**Task goal**
Give every line below again, exactly.

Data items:
* * * * * * *

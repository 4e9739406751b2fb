//! Static app catalogue.
//!
//! The home grid, dock, hub, and multitask view all draw from this list.
//! The first four entries form the dock.

use flux_types::backend::Color;

use crate::screen::Screen;

/// One installed app.
#[derive(Debug, Clone)]
pub struct AppEntry {
    pub id: String,
    pub name: String,
    /// Icon tag; rendered as the tag's first letter on the accent tile.
    pub icon: String,
    pub color: Color,
    pub screen: Screen,
}

impl AppEntry {
    fn new(id: &str, name: &str, icon: &str, color: Color, screen: Screen) -> Self {
        Self {
            id: id.to_string(),
            name: name.to_string(),
            icon: icon.to_string(),
            color,
            screen,
        }
    }
}

/// The built-in catalogue, in home-grid order.
pub fn default_apps() -> Vec<AppEntry> {
    vec![
        AppEntry::new("phone", "Phone", "Phone", Color::rgb(34, 197, 94), Screen::Phone),
        AppEntry::new("camera", "Camera", "Camera", Color::rgb(55, 65, 81), Screen::Camera),
        AppEntry::new("gallery", "Gallery", "Image", Color::rgb(168, 85, 247), Screen::Gallery),
        AppEntry::new("settings", "Settings", "Gear", Color::rgb(75, 85, 99), Screen::Settings),
        AppEntry::new("fluxhub", "Flux Hub", "Grid", Color::rgb(99, 102, 241), Screen::Hub),
        AppEntry::new("taskflow", "TaskFlow", "Check", Color::rgb(59, 130, 246), Screen::Tasks),
        AppEntry::new(
            "fluxconnect",
            "FluxConnect",
            "Laptop",
            Color::rgb(6, 182, 212),
            Screen::Connect,
        ),
        AppEntry::new(
            "multitask",
            "Multitask",
            "Square",
            Color::rgb(249, 115, 22),
            Screen::Multitask,
        ),
    ]
}

/// The dock shows the first four catalogue entries.
pub fn dock_apps(apps: &[AppEntry]) -> &[AppEntry] {
    &apps[..apps.len().min(4)]
}

/// Look up an entry by target screen.
pub fn entry_for_screen(apps: &[AppEntry], screen: Screen) -> Option<&AppEntry> {
    apps.iter().find(|a| a.screen == screen)
}

#[cfg(test)]
mod tests {
    use super::*;

    #[test]
    fn catalogue_has_eight_apps() {
        assert_eq!(default_apps().len(), 8);
    }

    #[test]
    fn ids_are_unique() {
        use std::collections::HashSet;
        let apps = default_apps();
        let ids: HashSet<&str> = apps.iter().map(|a| a.id.as_str()).collect();
        assert_eq!(ids.len(), apps.len());
    }

    #[test]
    fn dock_is_first_four() {
        let apps = default_apps();
        let dock = dock_apps(&apps);
        assert_eq!(dock.len(), 4);
        assert_eq!(dock[0].id, "phone");
        assert_eq!(dock[3].id, "settings");
    }

    #[test]
    fn dock_of_short_catalogue() {
        let apps = default_apps()[..2].to_vec();
        assert_eq!(dock_apps(&apps).len(), 2);
    }

    #[test]
    fn entry_lookup_by_screen() {
        let apps = default_apps();
        assert_eq!(entry_for_screen(&apps, Screen::Tasks).unwrap().id, "taskflow");
        assert!(entry_for_screen(&apps, Screen::Home).is_none());
    }
}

* * * * * * *

**Result of this exercise**
repository 4e9739406751b2fb
//! Static app catalogue.
//!
//! The home grid, dock, hub, and multitask view all draw from this list.
//! The first four entries form the dock.

use flux_types::backend::Color;

use crate::screen::Screen;

/// One installed app.
#[derive(Debug, Clone)]
pub struct AppEntry {
    pub id: String,
    pub name: String,
    /// Icon tag; rendered as the tag's first letter on the accent tile.
    pub icon: String,
    pub color: Color,
    pub screen: Screen,
}

impl AppEntry {
    fn new(id: &str, name: &str, icon: &str, color: Color, screen: Screen) -> Self {
        Self {
            id: id.to_string(),
            name: name.to_string(),
            icon: icon.to_string(),
            color,
            screen,
        }
    }
}

/// The built-in catalogue, in home-grid order.
pub fn default_apps() -> Vec<AppEntry> {
    vec![
        AppEntry::new("phone", "Phone", "Phone", Color::rgb(34, 197, 94), Screen::Phone),
        AppEntry::new("camera", "Camera", "Camera", Color::rgb(55, 65, 81), Screen::Camera),
        AppEntry::new("gallery", "Gallery", "Image", Color::rgb(168, 85, 247), Screen::Gallery),
        AppEntry::new("settings", "Settings", "Gear", Color::rgb(75, 85, 99), Screen::Settings),
        AppEntry::new("fluxhub", "Flux Hub", "Grid", Color::rgb(99, 102, 241), Screen::Hub),
        AppEntry::new("taskflow", "TaskFlow", "Check", Color::rgb(59, 130, 246), Screen::Tasks),
        AppEntry::new(
            "fluxconnect",
            "FluxConnect",
            "Laptop",
            Color::rgb(6, 182, 212),
            Screen::Connect,
        ),
        AppEntry::new(
            "multitask",
            "Multitask",
            "Square",
            Color::rgb(249, 115, 22),
            Screen::Multitask,
        ),
    ]
}

/// The dock shows the first four catalogue entries.
pub fn dock_apps(apps: &[AppEntry]) -> &[AppEntry] {
    &apps[..apps.len().min(4)]
}

/// Look up an entry by target screen.
pub fn entry_for_screen(apps: &[AppEntry], screen: Screen) -> Option<&AppEntry> {
    apps.iter().find(|a| a.screen == screen)
}

#[cfg(test)]
mod tests {
    use super::*;

    #[test]
    fn catalogue_has_eight_apps() {
        assert_eq!(default_apps().len(), 8);
    }

    #[test]
    fn ids_are_unique() {
        use std::collections::HashSet;
        let apps = default_apps();
        let ids: HashSet<&str> = apps.iter().map(|a| a.id.as_str()).collect();
        assert_eq!(ids.len(), apps.len());
    }

    #[test]
    fn dock_is_first_four() {
        let apps = default_apps();
        let dock = dock_apps(&apps);
        assert_eq!(dock.len(), 4);
        assert_eq!(dock[0].id, "phone");
        assert_eq!(dock[3].id, "settings");
    }

    #[test]
    fn dock_of_short_catalogue() {
        let apps = default_apps()[..2].to_vec();
        assert_eq!(dock_apps(&apps).len(), 2);
    }

    #[test]
    fn entry_lookup_by_screen() {
        let apps = default_apps();
        assert_eq!(entry_for_screen(&apps, Screen::Tasks).unwrap().id, "taskflow");
        assert!(entry_for_screen(&apps, Screen::Home).is_none());
    }
}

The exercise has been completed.